:: THE INPUT ::
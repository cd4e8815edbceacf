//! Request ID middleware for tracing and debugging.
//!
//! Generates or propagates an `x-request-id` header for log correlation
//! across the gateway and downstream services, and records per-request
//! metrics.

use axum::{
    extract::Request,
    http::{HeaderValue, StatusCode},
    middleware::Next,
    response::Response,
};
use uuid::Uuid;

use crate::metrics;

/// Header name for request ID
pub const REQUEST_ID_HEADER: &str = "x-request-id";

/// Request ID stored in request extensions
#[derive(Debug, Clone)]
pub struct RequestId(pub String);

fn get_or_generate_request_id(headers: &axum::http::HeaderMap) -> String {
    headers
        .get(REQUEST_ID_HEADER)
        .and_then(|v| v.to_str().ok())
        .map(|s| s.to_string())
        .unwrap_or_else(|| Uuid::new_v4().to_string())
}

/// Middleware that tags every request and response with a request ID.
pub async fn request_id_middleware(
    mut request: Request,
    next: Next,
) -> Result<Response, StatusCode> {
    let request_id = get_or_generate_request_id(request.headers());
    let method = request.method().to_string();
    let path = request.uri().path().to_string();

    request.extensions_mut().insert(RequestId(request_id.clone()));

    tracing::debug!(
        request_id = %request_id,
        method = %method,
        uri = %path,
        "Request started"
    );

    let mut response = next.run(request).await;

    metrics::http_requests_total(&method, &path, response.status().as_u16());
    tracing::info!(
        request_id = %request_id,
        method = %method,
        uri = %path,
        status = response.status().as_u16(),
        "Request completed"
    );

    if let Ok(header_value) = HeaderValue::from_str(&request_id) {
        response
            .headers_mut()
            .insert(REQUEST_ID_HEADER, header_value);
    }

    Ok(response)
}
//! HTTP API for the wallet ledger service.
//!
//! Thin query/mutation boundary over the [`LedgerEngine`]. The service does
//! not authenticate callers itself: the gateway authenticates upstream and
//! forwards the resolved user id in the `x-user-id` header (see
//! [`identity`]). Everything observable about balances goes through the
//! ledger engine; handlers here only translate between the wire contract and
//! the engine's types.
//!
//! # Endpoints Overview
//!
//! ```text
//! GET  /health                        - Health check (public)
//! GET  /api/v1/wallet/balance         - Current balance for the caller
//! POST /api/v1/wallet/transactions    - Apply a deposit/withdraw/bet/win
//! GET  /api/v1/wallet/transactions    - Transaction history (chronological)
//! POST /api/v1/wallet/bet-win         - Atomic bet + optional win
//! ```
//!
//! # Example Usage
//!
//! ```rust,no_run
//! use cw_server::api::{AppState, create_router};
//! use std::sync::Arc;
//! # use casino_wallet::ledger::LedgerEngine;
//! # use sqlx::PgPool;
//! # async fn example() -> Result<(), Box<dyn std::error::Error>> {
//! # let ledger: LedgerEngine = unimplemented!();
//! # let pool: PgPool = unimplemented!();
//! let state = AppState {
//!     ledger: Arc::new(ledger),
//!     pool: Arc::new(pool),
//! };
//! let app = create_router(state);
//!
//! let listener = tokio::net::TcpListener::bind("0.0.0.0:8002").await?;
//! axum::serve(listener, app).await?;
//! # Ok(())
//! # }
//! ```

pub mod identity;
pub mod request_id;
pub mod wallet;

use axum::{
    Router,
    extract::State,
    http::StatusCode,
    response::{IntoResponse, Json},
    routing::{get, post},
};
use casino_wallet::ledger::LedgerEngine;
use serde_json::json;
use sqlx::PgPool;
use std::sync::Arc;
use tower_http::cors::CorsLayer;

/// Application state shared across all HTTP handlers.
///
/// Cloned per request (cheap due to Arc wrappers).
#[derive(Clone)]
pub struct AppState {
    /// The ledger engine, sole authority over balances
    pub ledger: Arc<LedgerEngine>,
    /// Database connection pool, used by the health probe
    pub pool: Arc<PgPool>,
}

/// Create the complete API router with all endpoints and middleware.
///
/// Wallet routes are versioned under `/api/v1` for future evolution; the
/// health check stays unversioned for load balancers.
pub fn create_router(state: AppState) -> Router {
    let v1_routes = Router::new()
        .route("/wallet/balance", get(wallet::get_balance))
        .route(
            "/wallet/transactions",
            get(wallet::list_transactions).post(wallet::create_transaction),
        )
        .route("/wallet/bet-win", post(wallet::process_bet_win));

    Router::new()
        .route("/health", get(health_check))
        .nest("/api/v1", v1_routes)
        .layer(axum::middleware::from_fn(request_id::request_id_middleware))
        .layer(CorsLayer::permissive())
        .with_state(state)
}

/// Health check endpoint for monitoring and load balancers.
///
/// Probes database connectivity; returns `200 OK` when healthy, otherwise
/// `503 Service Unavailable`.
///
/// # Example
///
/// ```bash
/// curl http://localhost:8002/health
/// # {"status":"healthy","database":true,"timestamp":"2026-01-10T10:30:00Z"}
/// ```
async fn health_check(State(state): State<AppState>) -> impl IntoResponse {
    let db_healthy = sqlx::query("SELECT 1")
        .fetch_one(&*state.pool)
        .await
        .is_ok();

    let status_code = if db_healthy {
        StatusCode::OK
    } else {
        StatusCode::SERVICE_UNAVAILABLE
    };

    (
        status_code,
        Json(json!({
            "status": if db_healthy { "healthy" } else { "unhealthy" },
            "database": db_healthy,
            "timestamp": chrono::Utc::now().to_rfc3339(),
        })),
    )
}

:: THE TASK ::
Show the lines of the records above that mention "balancers".

:: EXPECTED ANSWER ::
/// health check stays unversioned for load balancers.
/// Health check endpoint for monitoring and load balancers.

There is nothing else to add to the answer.